Records from a data collection
——
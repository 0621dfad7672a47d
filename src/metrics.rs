//! Timing metrics for a packaging run
//!
//! Records when each main stage finished plus arbitrary detailed phases, and
//! renders them as a report for debugging slow packages.

use std::time::{Duration, Instant};

/// Timing metrics for one packaging run
#[derive(Debug)]
pub struct PackMetrics {
    /// When measurement started
    start: Instant,
    /// Large assets fetched (or read from cache)
    pub assets_fetched: Option<Duration>,
    /// Page rendered
    pub document_rendered: Option<Duration>,
    /// Payload archive assembled
    pub payload_assembled: Option<Duration>,
    /// Runtime layout transformed
    pub layout_transformed: Option<Duration>,
    /// Output serialized
    pub serialized: Option<Duration>,
    /// Whole run completed
    pub total: Option<Duration>,
    /// Individual phase timings for detailed analysis
    phases: Vec<(String, Duration)>,
}

impl Default for PackMetrics {
    fn default() -> Self {
        Self::new()
    }
}

impl PackMetrics {
    /// Create a new metrics instance
    pub fn new() -> Self {
        Self {
            start: Instant::now(),
            assets_fetched: None,
            document_rendered: None,
            payload_assembled: None,
            layout_transformed: None,
            serialized: None,
            total: None,
            phases: Vec::new(),
        }
    }

    pub fn mark_assets_fetched(&mut self) {
        self.assets_fetched = Some(self.start.elapsed());
    }

    pub fn mark_document_rendered(&mut self) {
        self.document_rendered = Some(self.start.elapsed());
    }

    pub fn mark_payload_assembled(&mut self) {
        self.payload_assembled = Some(self.start.elapsed());
    }

    pub fn mark_layout_transformed(&mut self) {
        self.layout_transformed = Some(self.start.elapsed());
    }

    pub fn mark_serialized(&mut self) {
        self.serialized = Some(self.start.elapsed());
    }

    pub fn mark_total(&mut self) {
        self.total = Some(self.start.elapsed());
    }

    /// Add a custom phase timing
    pub fn add_phase(&mut self, name: impl Into<String>, duration: Duration) {
        self.phases.push((name.into(), duration));
    }

    /// Time a closure and record it as a phase
    pub fn time_phase<F, R>(&mut self, name: impl Into<String>, f: F) -> R
    where
        F: FnOnce() -> R,
    {
        let phase_start = Instant::now();
        let result = f();
        self.phases.push((name.into(), phase_start.elapsed()));
        result
    }

    /// Recorded detailed phases, in order
    pub fn phases(&self) -> &[(String, Duration)] {
        &self.phases
    }

    /// Get elapsed time since start
    pub fn elapsed(&self) -> Duration {
        self.start.elapsed()
    }

    fn format_duration(d: Duration) -> String {
        let ms = d.as_secs_f64() * 1000.0;
        if ms < 1.0 {
            format!("{}µs", d.as_micros())
        } else if ms < 1000.0 {
            format!("{:.2}ms", ms)
        } else {
            format!("{:.2}s", d.as_secs_f64())
        }
    }

    fn format_delta(prev: Option<Duration>, curr: Duration) -> String {
        match prev {
            Some(p) if curr > p => format!("+{}", Self::format_duration(curr - p)),
            Some(_) => String::new(),
            None => format!("+{}", Self::format_duration(curr)),
        }
    }

    /// Generate a formatted report
    pub fn report(&self) -> String {
        let mut lines = Vec::new();
        lines.push("=== Packaging Performance ===".to_string());
        lines.push(format!(
            "Total elapsed: {}",
            Self::format_duration(self.total.unwrap_or_else(|| self.elapsed()))
        ));
        lines.push(String::new());

        lines.push("--- Main Phases ---".to_string());
        let stages = [
            ("Assets fetched:", self.assets_fetched),
            ("Document rendered:", self.document_rendered),
            ("Payload assembled:", self.payload_assembled),
            ("Layout transformed:", self.layout_transformed),
            ("Serialized:", self.serialized),
        ];
        let mut prev: Option<Duration> = None;
        for (label, mark) in stages {
            if let Some(d) = mark {
                lines.push(format!(
                    "  {:<20} {:>10} ({})",
                    label,
                    Self::format_duration(d),
                    Self::format_delta(prev, d)
                ));
                prev = Some(d);
            }
        }

        if !self.phases.is_empty() {
            lines.push(String::new());
            lines.push("--- Detailed Phases ---".to_string());
            for (name, duration) in &self.phases {
                lines.push(format!(
                    "  {:<20} {:>10}",
                    name,
                    Self::format_duration(*duration)
                ));
            }
        }

        lines.push("=".repeat(40));
        lines.join("\n")
    }

    /// Log the report using tracing
    pub fn log_report(&self) {
        for line in self.report().lines() {
            if line.is_empty() {
                continue;
            }
            tracing::debug!(target: "stagepack::packager", "{}", line);
        }
    }
}
//! Large asset retrieval
//!
//! This module provides:
//! - [`Transport`]: the network seam, with an HTTP implementation on ureq
//! - [`AssetFetcher`]: cache lookup, download with progress, cache-busting,
//!   SHA-256 verification and best-effort cache persistence
//!
//! Fetch progress for an asset goes 0 → (0.5 on cache hit | fractional
//! network progress below 1) → verification progress below 1 → 1, never
//! decreasing.

use crate::cache::IntegrityStore;
use crate::catalog::{AssetCatalog, AssetDescriptor};
use crate::checksum::{digests_match, sha256_offloaded};
use crate::error::{PackError, PackResult};
use crate::progress::{MonotonicProgress, ProgressEvent, ProgressHub};
use rayon::prelude::*;
use std::collections::HashMap;
use std::io::Read;
use std::sync::Arc;
use tracing::{debug, info, warn};

/// Progress credited for a cache hit
pub const CACHE_HIT_PROGRESS: f64 = 0.5;

/// Ceiling for network progress before verification completes
const NETWORK_PROGRESS_CEILING: f64 = 0.99;

/// Read buffer size for streamed downloads
const CHUNK_SIZE: usize = 64 * 1024;

/// Callback receiving `(bytes_received, content_length)`
pub type ChunkCallback<'a> = dyn FnMut(u64, Option<u64>) + 'a;

/// Network access used by the fetcher
pub trait Transport: Send + Sync {
    /// Retrieve the full body at `url`, reporting received bytes as they arrive
    fn get(&self, url: &str, on_chunk: &mut ChunkCallback<'_>) -> PackResult<Vec<u8>>;
}

/// HTTP(S) transport backed by ureq
#[derive(Debug, Clone)]
pub struct HttpTransport {
    /// Allow plain HTTP
    allow_insecure: bool,
    /// Allowed hosts (empty = any)
    allowed_domains: Vec<String>,
    /// Refuse all network access
    offline: bool,
}

impl Default for HttpTransport {
    fn default() -> Self {
        Self::new()
    }
}

impl HttpTransport {
    pub fn new() -> Self {
        Self {
            allow_insecure: false,
            allowed_domains: vec![],
            offline: std::env::var("STAGEPACK_OFFLINE")
                .map(|v| v == "1" || v.to_lowercase() == "true")
                .unwrap_or(false),
        }
    }

    /// Set insecure mode
    pub fn allow_insecure(mut self, allow: bool) -> Self {
        self.allow_insecure = allow;
        self
    }

    /// Restrict downloads to these hosts
    pub fn allowed_domains(mut self, domains: Vec<String>) -> Self {
        self.allowed_domains = domains;
        self
    }

    /// Force offline mode
    pub fn offline(mut self, offline: bool) -> Self {
        self.offline = offline;
        self
    }

    /// Validate URL against security rules
    fn validate_url(&self, url: &str) -> PackResult<()> {
        let parsed =
            url::Url::parse(url).map_err(|e| PackError::InvalidUrl(format!("{}: {}", url, e)))?;

        if !self.allow_insecure && parsed.scheme() != "https" {
            warn!(
                target: "stagepack::fetch",
                url = %url,
                scheme = %parsed.scheme(),
                "Insecure protocol blocked"
            );
            return Err(PackError::InvalidUrl(format!(
                "Insecure URL scheme ({}), HTTPS required",
                parsed.scheme()
            )));
        }

        if !self.allowed_domains.is_empty() {
            let host = parsed.host_str().unwrap_or("");
            let allowed = self
                .allowed_domains
                .iter()
                .any(|d| host == d.as_str() || host.ends_with(&format!(".{}", d)));
            if !allowed {
                return Err(PackError::InvalidUrl(format!(
                    "Domain {} not in allowed list: {:?}",
                    host, self.allowed_domains
                )));
            }
        }

        Ok(())
    }
}

impl Transport for HttpTransport {
    fn get(&self, url: &str, on_chunk: &mut ChunkCallback<'_>) -> PackResult<Vec<u8>> {
        if self.offline {
            return Err(PackError::Config(format!(
                "Offline mode: refusing to download {}",
                url
            )));
        }
        self.validate_url(url)?;

        let response = ureq::get(url)
            .call()
            .map_err(|e| PackError::Config(format!("Failed to download {}: {}", url, e)))?;

        let total = response
            .header("Content-Length")
            .and_then(|v| v.trim().parse::<u64>().ok());

        let mut reader = response.into_reader();
        let mut buffer = Vec::with_capacity(total.unwrap_or(0).min(1 << 30) as usize);
        let mut chunk = vec![0u8; CHUNK_SIZE];
        loop {
            let n = reader.read(&mut chunk)?;
            if n == 0 {
                break;
            }
            buffer.extend_from_slice(&chunk[..n]);
            on_chunk(buffer.len() as u64, total);
        }

        debug!(target: "stagepack::fetch", "Downloaded {} bytes from {}", buffer.len(), url);
        Ok(buffer)
    }
}

/// Per-fetch progress publisher
struct FetchProgress<'a> {
    hub: &'a ProgressHub,
    asset: &'a str,
    tracker: MonotonicProgress,
}

impl FetchProgress<'_> {
    fn report(&mut self, value: f64) {
        if let Some(progress) = self.tracker.advance(value) {
            self.hub.emit(ProgressEvent::AssetFetch {
                asset: self.asset.to_string(),
                progress,
            });
        }
    }
}

/// Fetches catalog assets through the cache and the network
#[derive(Clone)]
pub struct AssetFetcher {
    catalog: Arc<AssetCatalog>,
    store: IntegrityStore,
    transport: Arc<dyn Transport>,
    progress: ProgressHub,
}

impl AssetFetcher {
    /// Create a fetcher
    pub fn new(catalog: AssetCatalog, store: IntegrityStore, transport: Arc<dyn Transport>) -> Self {
        Self {
            catalog: Arc::new(catalog),
            store,
            transport,
            progress: ProgressHub::new(),
        }
    }

    /// Publish fetch progress to `hub`
    pub fn with_progress(mut self, hub: ProgressHub) -> Self {
        self.progress = hub;
        self
    }

    /// The active catalog
    pub fn catalog(&self) -> &AssetCatalog {
        &self.catalog
    }

    /// The cache facade
    pub fn store(&self) -> &IntegrityStore {
        &self.store
    }

    /// Fetch one asset by logical name
    pub fn fetch(&self, name: &str) -> PackResult<Vec<u8>> {
        let descriptor = self.catalog.resolve(name)?;
        let mut progress = FetchProgress {
            hub: &self.progress,
            asset: name,
            tracker: MonotonicProgress::new(),
        };
        progress.report(0.0);

        let (bytes, from_cache) = match self.store.get(descriptor) {
            Some(cached) => {
                info!(
                    target: "stagepack::fetch",
                    asset = %name,
                    bytes = cached.len(),
                    "Using cached asset"
                );
                progress.report(CACHE_HIT_PROGRESS);
                (cached, true)
            }
            None => (self.download(descriptor, &mut progress)?, false),
        };

        if let Some(ref expected) = descriptor.sha256 {
            // Verification fills the gap between the current value and the ceiling
            let base = progress.tracker.current();
            let found = sha256_offloaded(&bytes, |hashed| {
                progress.report(base + (NETWORK_PROGRESS_CEILING - base).max(0.0) * hashed);
            })?;
            if !digests_match(&found, expected) {
                warn!(
                    target: "stagepack::fetch",
                    asset = %name,
                    found = %found,
                    expected = %expected,
                    from_cache,
                    "Checksum mismatch"
                );
                return Err(PackError::IntegrityMismatch {
                    asset: name.to_string(),
                    found,
                    expected: expected.clone(),
                });
            }
            debug!(target: "stagepack::fetch", asset = %name, "Checksum verification passed");
        } else {
            debug!(target: "stagepack::fetch", asset = %name, "No checksum, skipping verification");
        }

        if !from_cache {
            self.store.set(descriptor, &bytes);
        }

        progress.report(1.0);
        Ok(bytes)
    }

    /// Fetch several assets concurrently and wait for all of them
    ///
    /// Duplicate names are fetched once. When several fetches fail, the
    /// error of the earliest requested name is returned.
    pub fn fetch_all(&self, names: &[&str]) -> PackResult<HashMap<String, Vec<u8>>> {
        let mut unique: Vec<&str> = Vec::with_capacity(names.len());
        for name in names {
            if !unique.contains(name) {
                unique.push(name);
            }
        }

        let results: Vec<(String, PackResult<Vec<u8>>)> = unique
            .par_iter()
            .map(|name| (name.to_string(), self.fetch(name)))
            .collect();

        results
            .into_iter()
            .map(|(name, result)| result.map(|bytes| (name, bytes)))
            .collect()
    }

    fn download(
        &self,
        descriptor: &AssetDescriptor,
        progress: &mut FetchProgress<'_>,
    ) -> PackResult<Vec<u8>> {
        let url = if descriptor.cache_buster {
            with_cache_buster(&descriptor.src, self.store.cache_buster_token())?
        } else {
            descriptor.src.clone()
        };

        info!(
            target: "stagepack::fetch",
            asset = %descriptor.name,
            url = %url,
            has_checksum = descriptor.sha256.is_some(),
            "Downloading from remote"
        );

        let estimate = descriptor.estimated_size;
        let mut on_chunk = |received: u64, total: Option<u64>| {
            let denominator = total.filter(|t| *t > 0).unwrap_or(estimate);
            if denominator > 0 {
                let fraction = received as f64 / denominator as f64;
                progress.report(fraction.min(NETWORK_PROGRESS_CEILING));
            }
        };

        self.transport
            .get(&url, &mut on_chunk)
            .map_err(|e| PackError::RetrievalFailure {
                asset: descriptor.name.clone(),
                reason: e.to_string(),
            })
    }
}

/// Append the cache-buster token as the URL query
fn with_cache_buster(src: &str, token: &str) -> PackResult<String> {
    let mut url =
        url::Url::parse(src).map_err(|e| PackError::InvalidUrl(format!("{}: {}", src, e)))?;
    let query = match url.query() {
        Some(existing) if !existing.is_empty() => format!("{}&{}", existing, token),
        _ => token.to_string(),
    };
    url.set_query(Some(&query));
    Ok(url.to_string())
}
——
Every line above from the line with "pub fn catalog(&self)" to the line with "if let Some(ref", both included, must be reproduced exactly, and no other line may appear.

    pub fn catalog(&self) -> &AssetCatalog {
        &self.catalog
    }

    /// The cache facade
    pub fn store(&self) -> &IntegrityStore {
        &self.store
    }

    /// Fetch one asset by logical name
    pub fn fetch(&self, name: &str) -> PackResult<Vec<u8>> {
        let descriptor = self.catalog.resolve(name)?;
        let mut progress = FetchProgress {
            hub: &self.progress,
            asset: name,
            tracker: MonotonicProgress::new(),
        };
        progress.report(0.0);

        let (bytes, from_cache) = match self.store.get(descriptor) {
            Some(cached) => {
                info!(
                    target: "stagepack::fetch",
                    asset = %name,
                    bytes = cached.len(),
                    "Using cached asset"
                );
                progress.report(CACHE_HIT_PROGRESS);
                (cached, true)
            }
            None => (self.download(descriptor, &mut progress)?, false),
        };

        if let Some(ref expected) = descriptor.sha256 {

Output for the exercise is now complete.